• **WHAT THE EXERCISE ASKS**
How many of the lines below have the word "value" in them? The answer is that number and nothing more.

• **SOURCE INFORMATION**
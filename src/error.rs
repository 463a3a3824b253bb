//! Error types for orderpilot

use thiserror::Error;

use crate::checkout::CheckoutStage;

/// Result type for orderpilot operations
pub type Result<T> = std::result::Result<T, Error>;

/// Error type for orderpilot
#[derive(Debug, Error)]
pub enum Error {
    /// No locator strategy produced an element for the label
    #[error("Element not found: {0}")]
    ElementNotFound(String),

    /// A must-fill guest form field could not be located
    #[error("Required field missing: {0}")]
    RequiredFieldMissing(String),

    /// An item could not be added to the cart; remaining items were not attempted
    #[error("Could not add '{item}' to cart: {source}")]
    CartAdditionFailed {
        item: String,
        #[source]
        source: Box<Error>,
    },

    /// No add-confirmation control could be activated in the customization modal
    #[error("Add to cart confirmation failed for '{0}'")]
    AddToCartFailed(String),

    /// The page never showed the marker text expected after a transition
    #[error("Timed out after {timeout_ms}ms waiting for {stage} (expected one of {markers:?})")]
    StateTransitionTimeout {
        stage: CheckoutStage,
        markers: Vec<String>,
        timeout_ms: u64,
    },

    /// Placing the order, or confirming it was placed, failed
    #[error("Order submission failed: {0}")]
    OrderSubmissionFailed(String),

    /// Umbrella for any failure that aborted the pipeline
    #[error("Automation failed at {stage}: {source}")]
    AutomationFailure {
        stage: CheckoutStage,
        #[source]
        source: Box<Error>,
    },

    /// Invalid order request
    #[error("Invalid order request: {0}")]
    InvalidRequest(String),

    /// Invalid configuration value
    #[error("Invalid configuration for {var}: {reason}")]
    Config { var: String, reason: String },

    /// Failed to launch Chrome
    #[error("Failed to launch Chrome: {0}")]
    Launch(String),

    /// Transport error
    #[error("Transport error: {context}")]
    Transport {
        context: String,
        #[source]
        source: Option<std::io::Error>,
    },

    /// CDP protocol error
    #[error("CDP error in {method}: {message} (code {code})")]
    Cdp {
        method: String,
        code: i64,
        message: String,
    },

    /// JavaScript evaluation error
    #[error("Script error: {0}")]
    Script(String),

    /// Navigation error
    #[error("Navigation error: {0}")]
    Navigation(String),

    /// Timeout
    #[error("Timeout: {0}")]
    Timeout(String),

    /// Serialization error
    #[error("Serialization error: {0}")]
    Serialization(#[from] serde_json::Error),

    /// Decode error (e.g., base64)
    #[error("Decode error: {0}")]
    Decode(String),

    /// IO error
    #[error("IO error: {0}")]
    Io(#[from] std::io::Error),

    /// Chrome not found
    #[error("Chrome not found")]
    ChromeNotFound,
}

impl Error {
    /// Create a transport error with context
    pub fn transport(context: impl Into<String>) -> Self {
        Self::Transport {
            context: context.into(),
            source: None,
        }
    }

    /// Create a transport error with IO source
    pub fn transport_io(context: impl Into<String>, source: std::io::Error) -> Self {
        Self::Transport {
            context: context.into(),
            source: Some(source),
        }
    }

    /// Create a CDP error with full context
    pub fn cdp(method: impl Into<String>, code: i64, message: impl Into<String>) -> Self {
        Self::Cdp {
            method: method.into(),
            code,
            message: message.into(),
        }
    }

    /// Wrap a per-item failure
    pub fn cart_addition(item: impl Into<String>, source: Error) -> Self {
        Self::CartAdditionFailed {
            item: item.into(),
            source: Box::new(source),
        }
    }

    /// Wrap a failure that escaped a pipeline stage
    pub fn automation(stage: CheckoutStage, source: Error) -> Self {
        match source {
            already @ Error::AutomationFailure { .. } => already,
            source => Self::AutomationFailure {
                stage,
                source: Box::new(source),
            },
        }
    }

    pub fn config(var: impl Into<String>, reason: impl Into<String>) -> Self {
        Self::Config {
            var: var.into(),
            reason: reason.into(),
        }
    }

    /// Innermost error beneath the pipeline and cart wrappers
    pub fn root_cause(&self) -> &Error {
        match self {
            Error::AutomationFailure { source, .. } | Error::CartAdditionFailed { source, .. } => {
                source.root_cause()
            }
            other => other,
        }
    }

    /// Errors a locator strategy treats as "no match" rather than a fault
    pub fn is_not_found(&self) -> bool {
        match self {
            Error::ElementNotFound(_) => true,
            Error::Cdp { message, .. } => {
                message.contains("box model") || message.contains("Could not find node")
            }
            _ => false,
        }
    }
}
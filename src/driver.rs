//! Browser automation capability
//!
//! The ordering pipeline only talks to the page through [`Driver`]. The
//! Chrome-backed implementation lives in [`crate::browser`]; tests supply
//! scripted sites.

use std::time::{Duration, Instant};

use async_trait::async_trait;
use serde::{Deserialize, Serialize};

use crate::error::{Error, Result};

/// Opaque reference to an element returned by [`Driver::query`].
/// Only valid until the next query on the same driver.
#[derive(Debug, Clone, Default, PartialEq, Eq, Hash, Serialize, Deserialize)]
pub struct ElementHandle(pub String);

/// How to look for elements
#[derive(Debug, Clone, PartialEq, Eq)]
pub enum ElementQuery {
    /// CSS selector list, e.g. `"button, a, [role='button']"`
    Css(String),
    /// XPath expression evaluated against the document
    XPath(String),
}

impl ElementQuery {
    pub fn css(selector: impl Into<String>) -> Self {
        Self::Css(selector.into())
    }

    pub fn xpath(expression: impl Into<String>) -> Self {
        Self::XPath(expression.into())
    }
}

/// Snapshot of one matched element
#[derive(Debug, Clone, Default, PartialEq, Serialize, Deserialize)]
pub struct ElementInfo {
    pub handle: ElementHandle,
    /// Lowercase tag name
    pub tag: String,
    /// Visible text, or the value for inputs
    pub text: String,
    pub placeholder: Option<String>,
    /// Text of the associated `<label>` or `aria-label`
    pub label: Option<String>,
    /// Checked state for checkboxes and radios
    pub checked: Option<bool>,
    /// Rendered with a non-empty box
    pub visible: bool,
    /// Text of the parent element, truncated
    pub context: String,
}

impl ElementInfo {
    /// Text used for label matching: own text, then label, then placeholder
    pub fn display_text(&self) -> &str {
        let text = self.text.trim();
        if !text.is_empty() {
            return text;
        }
        self.label
            .as_deref()
            .or(self.placeholder.as_deref())
            .map(str::trim)
            .unwrap_or("")
    }

    /// Name of a choice control: its label, then its own text. The parent's
    /// text is used only when the control has neither, since sibling
    /// options share it.
    pub fn own_name(&self) -> &str {
        [self.label.as_deref().unwrap_or(""), &self.text, &self.context]
            .into_iter()
            .map(str::trim)
            .find(|name| !name.is_empty())
            .unwrap_or("")
    }
}

/// The automation primitives the pipeline is built on
#[async_trait]
pub trait Driver: Send + Sync {
    /// Navigate and wait for the document to finish loading
    async fn goto(&self, url: &str, timeout: Duration) -> Result<()>;

    /// All elements matching the query, in document order
    async fn query(&self, query: &ElementQuery) -> Result<Vec<ElementInfo>>;

    async fn click(&self, element: &ElementHandle) -> Result<()>;

    /// Focus, clear, and type `text` one key at a time
    async fn type_text(
        &self,
        element: &ElementHandle,
        text: &str,
        keystroke_delay: Duration,
    ) -> Result<()>;

    /// Rendered text of the whole page
    async fn page_text(&self) -> Result<String>;

    /// Serialized HTML of the whole page
    async fn page_html(&self) -> Result<String>;

    /// Full-page PNG
    async fn screenshot(&self) -> Result<Vec<u8>>;

    /// Tear down the session and release the browser
    async fn close(&self) -> Result<()>;
}

/// Poll the page text until any of `markers` appears (case-insensitive).
/// Returns the marker that matched.
pub async fn wait_for_text(
    driver: &dyn Driver,
    markers: &[&str],
    timeout: Duration,
    poll_interval: Duration,
) -> Result<String> {
    let start = Instant::now();
    let lowered: Vec<String> = markers.iter().map(|m| m.to_lowercase()).collect();

    loop {
        match driver.page_text().await {
            Ok(text) => {
                let text = text.to_lowercase();
                if let Some(idx) = lowered.iter().position(|m| text.contains(m.as_str())) {
                    return Ok(markers[idx].to_string());
                }
            }
            Err(e) => {
                // Page may be mid-navigation
                tracing::trace!("page text unavailable while waiting: {}", e);
            }
        }

        if start.elapsed() >= timeout {
            return Err(Error::Timeout(format!(
                "None of {:?} appeared within {}ms",
                markers,
                timeout.as_millis()
            )));
        }

        tokio::time::sleep(poll_interval).await;
    }
}

/// Fixed pause for UI updates the site does not signal
pub async fn settle(delay: Duration) {
    if !delay.is_zero() {
        tokio::time::sleep(delay).await;
    }
}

• **ANSWER SECTION**
2